Madagascar Live! Prepare to Party is a 20-minute live stage show featuring Alex, King Julien, Gloria, Mort and The Penguins as they each present their special party games while dancing and singing. The show premiered in 2012 in an Africa area at the UK theme park Chessington World of Adventures, and in DreamWorks Experience at the Australian theme park Dreamworld. The show closed at Chessington in 2014 and at Dreamworld when DreamWorks Experience was rethemed as Kenny and Belinda's Dreamland in 2023.
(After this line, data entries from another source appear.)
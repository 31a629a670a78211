//! Inbound pump: drains an [`InboundSource`] into the multiplexer.

use std::sync::Arc;
use tracing::{debug, error, warn};

use crate::error::TransportError;
use crate::ports::InboundSource;
use crate::service::{Delivery, Multiplexer};

/// Feeds inbound messages to [`Multiplexer::deliver`] one at a time, in
/// arrival order.
pub struct InboundPump {
    mux: Arc<Multiplexer>,
    source: Arc<dyn InboundSource>,
}

impl InboundPump {
    pub fn new(mux: Arc<Multiplexer>, source: Arc<dyn InboundSource>) -> Self {
        Self { mux, source }
    }

    /// Run until the source is closed. Returns the number of messages
    /// delivered.
    pub async fn run(self) -> u64 {
        let mut delivered = 0u64;
        loop {
            match self.source.receive().await {
                Ok(message) => {
                    let kind = message.kind();
                    let delivery = self.mux.deliver(message);
                    if delivery == Delivery::Unroutable {
                        debug!(kind = kind, "Inbound message had no recipient");
                    }
                    delivered += 1;
                }
                Err(TransportError::ChannelClosed) => {
                    warn!(delivered = delivered, "Inbound channel closed, stopping pump");
                    break;
                }
                Err(e) => {
                    error!(error = %e, "Error receiving inbound message");
                }
            }
        }
        delivered
    }
}
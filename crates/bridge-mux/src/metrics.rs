//! Counters for multiplexer traffic.
//!
//! Every registry shares one [`MuxMetrics`] through an `Arc`; a
//! [`MetricsSnapshot`] is a plain copy suitable for logging or assertions.

use std::sync::atomic::{AtomicU64, Ordering};

/// Thread-safe counters.
#[derive(Debug, Default)]
pub struct MuxMetrics {
    /// Requests registered in the correlation registry
    pub requests_registered: AtomicU64,
    /// Requests settled with a result
    pub requests_settled: AtomicU64,
    /// Requests settled with a remote error
    pub requests_rejected: AtomicU64,
    /// Requests swept after their timeout
    pub requests_expired: AtomicU64,
    /// Settlements whose waiter was already gone, plus cancellations
    pub requests_abandoned: AtomicU64,
    /// Inbound deliveries addressed to an unknown identifier
    pub unknown_correlations: AtomicU64,
    /// Subscriber callbacks invoked by publishes
    pub publishes_delivered: AtomicU64,
    /// Lifecycle listener callbacks invoked
    pub direct_dispatches: AtomicU64,
    /// Callbacks that panicked
    pub callback_failures: AtomicU64,
    /// Inbound frames dropped as unrecognisable
    pub malformed_inbound: AtomicU64,
}

impl MuxMetrics {
    pub fn new() -> Self {
        Self::default()
    }

    pub(crate) fn incr(counter: &AtomicU64) {
        counter.fetch_add(1, Ordering::Relaxed);
    }

    pub(crate) fn add(counter: &AtomicU64, n: usize) {
        counter.fetch_add(n as u64, Ordering::Relaxed);
    }

    /// Current values.
    pub fn snapshot(&self) -> MetricsSnapshot {
        MetricsSnapshot {
            requests_registered: self.requests_registered.load(Ordering::Relaxed),
            requests_settled: self.requests_settled.load(Ordering::Relaxed),
            requests_rejected: self.requests_rejected.load(Ordering::Relaxed),
            requests_expired: self.requests_expired.load(Ordering::Relaxed),
            requests_abandoned: self.requests_abandoned.load(Ordering::Relaxed),
            unknown_correlations: self.unknown_correlations.load(Ordering::Relaxed),
            publishes_delivered: self.publishes_delivered.load(Ordering::Relaxed),
            direct_dispatches: self.direct_dispatches.load(Ordering::Relaxed),
            callback_failures: self.callback_failures.load(Ordering::Relaxed),
            malformed_inbound: self.malformed_inbound.load(Ordering::Relaxed),
        }
    }
}

/// Point-in-time copy of [`MuxMetrics`].
#[derive(Debug, Clone, Copy, Default, PartialEq, Eq)]
pub struct MetricsSnapshot {
    pub requests_registered: u64,
    pub requests_settled: u64,
    pub requests_rejected: u64,
    pub requests_expired: u64,
    pub requests_abandoned: u64,
    pub unknown_correlations: u64,
    pub publishes_delivered: u64,
    pub direct_dispatches: u64,
    pub callback_failures: u64,
    pub malformed_inbound: u64,
}

impl MetricsSnapshot {
    /// Requests registered but not yet settled, expired or abandoned.
    pub fn in_flight(&self) -> u64 {
        self.requests_registered.saturating_sub(
            self.requests_settled
                + self.requests_rejected
                + self.requests_expired
                + self.requests_abandoned,
        )
    }
}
===Madagascar Live! It's Circus Time (2012)===
Madagascar Live! It's Circus Time is a 30-minute live show, based on the film Madagascar 3: Europe's Most Wanted. The story follows the characters of Madagascar to a circus, where they try to avoid being captured by the animal control officer Captain Dubois by blending among its artists, performing stunts, singing and dancing. The show opened in 2012, in Everland Resort, in South Korea, and in 2013 in Heide Park, Germany, and in Gardaland, Italy.

===Madagascar Live! Operation: Vacation (2013)===
Madagascar Live! Operation: Vacation is a 20-minute live stage show featuring Alex, Gloria, King Julien, Mort and The Penguins along with live singers, a live band and dancers. The show opened in 2013 at Busch Gardens Tampa and SeaWorld San Diego. The show closed at SeaWorld in January 2015 and at Busch Gardens in September 2015.
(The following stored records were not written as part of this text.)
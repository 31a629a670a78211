//! # Bridge Telemetry
//!
//! Structured logging for the worker bridge, built on `tracing-subscriber`.
//!
//! ## Usage
//!
//! ```rust,ignore
//! use bridge_telemetry::{init_logging, TelemetryConfig};
//!
//! let _guard = init_logging(&TelemetryConfig::from_env())?;
//! tracing::info!("bridge up");
//! ```
//!
//! ## Environment Variables
//!
//! | Variable | Default | Description |
//! |----------|---------|-------------|
//! | `BRIDGE_LOG_LEVEL` / `RUST_LOG` | `info` | Log level filter |
//! | `BRIDGE_JSON_LOGS` | `false` (`true` in containers) | JSON output |
//! | `BRIDGE_SERVICE_NAME` | `worker-bridge` | Service name on the startup event |
//! | `BRIDGE_LOG_THREAD_IDS` | `false` | Include thread IDs |

mod config;
mod logging;

pub use config::TelemetryConfig;
pub use logging::{init_logging, LoggingGuard};

/// Telemetry initialization errors.
#[derive(Debug, thiserror::Error)]
pub enum TelemetryError {
    #[error("invalid log filter: {0}")]
    InvalidFilter(String),

    #[error("failed to install subscriber: {0}")]
    SubscriberInit(String),
}
//! Inbound port: messages arriving from the remote dispatcher.

use async_trait::async_trait;

use crate::error::TransportError;
use crate::ipc::InboundMessage;

/// Source of inbound messages, in arrival order.
#[async_trait]
pub trait InboundSource: Send + Sync {
    /// Receive the next message (waits until one is available).
    ///
    /// Returns `TransportError::ChannelClosed` once no more messages can
    /// arrive.
    async fn receive(&self) -> Result<InboundMessage, TransportError>;
}
//! Telemetry configuration from environment variables.

use std::env;

/// Logging configuration.
#[derive(Debug, Clone, PartialEq, Eq)]
pub struct TelemetryConfig {
    /// Service name attached to the startup event
    pub service_name: String,

    /// Log level filter (trace, debug, info, warn, error, or a directive list)
    pub log_level: String,

    /// Whether to emit JSON formatted logs
    pub json_logs: bool,

    /// Whether to include thread IDs in each event
    pub thread_ids: bool,
}

impl Default for TelemetryConfig {
    fn default() -> Self {
        Self {
            service_name: "worker-bridge".to_string(),
            log_level: "info".to_string(),
            json_logs: false,
            thread_ids: false,
        }
    }
}

impl TelemetryConfig {
    /// Create configuration from environment variables.
    ///
    /// # Environment Variables
    ///
    /// - `BRIDGE_SERVICE_NAME`: Service name (default: worker-bridge)
    /// - `BRIDGE_LOG_LEVEL` or `RUST_LOG`: Log level (default: info)
    /// - `BRIDGE_JSON_LOGS`: Enable JSON logs (default: false in dev, true in containers)
    /// - `BRIDGE_LOG_THREAD_IDS`: Include thread IDs (default: false)
    pub fn from_env() -> Self {
        Self::from_lookup(|key| env::var(key).ok())
    }

    /// Same as [`TelemetryConfig::from_env`] with an arbitrary key lookup.
    pub fn from_lookup<F>(lookup: F) -> Self
    where
        F: Fn(&str) -> Option<String>,
    {
        let is_container =
            lookup("KUBERNETES_SERVICE_HOST").is_some() || lookup("DOCKER_CONTAINER").is_some();

        Self {
            service_name: lookup("BRIDGE_SERVICE_NAME")
                .unwrap_or_else(|| "worker-bridge".to_string()),

            log_level: lookup("BRIDGE_LOG_LEVEL")
                .or_else(|| lookup("RUST_LOG"))
                .unwrap_or_else(|| "info".to_string()),

            json_logs: lookup("BRIDGE_JSON_LOGS")
                .map(|v| is_truthy(&v))
                .unwrap_or(is_container),

            thread_ids: lookup("BRIDGE_LOG_THREAD_IDS")
                .map(|v| is_truthy(&v))
                .unwrap_or(false),
        }
    }
}

fn is_truthy(value: &str) -> bool {
    value.eq_ignore_ascii_case("true") || value == "1"
}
===Madagascar: The Musical (2018)===
In 2018, a stage musical titled Madagascar The Musical debuted in the United Kingdom. Since then, it also played in Malaysia, Hong Kong, , New Zealand. and Australia.

===Madagascar: A Musical Adventure (2027)===
In February 2026, it was announced that Madagascar LIVE would tour all three UK resorts operated by Butlin's in 2027 as part of the company's headline entertainment programme for the year. The production is scheduled to be exclusive to Butlin's holiday parks, marking a major addition to the brand's family-focused live theatre offering.

According to the resorts' official website, "Get ready to 'move it, move it!' as Madagascar – A Musical Adventure brings the smash DreamWorks film to life in a fun-filled show for the whole family. Join Alex the Lion, Marty the Zebra, Melman the Giraffe, Gloria the Hippo and those hilarious, scheming penguins as they escape from New York's Central Park Zoo and find themselves on a wild journey to the wacky world of King Julien's Madagascar. Packed with big characters, catchy songs and plenty of laugh-out-loud moments, this crack-a-lackin' show will have you smiling and waving from start to finish."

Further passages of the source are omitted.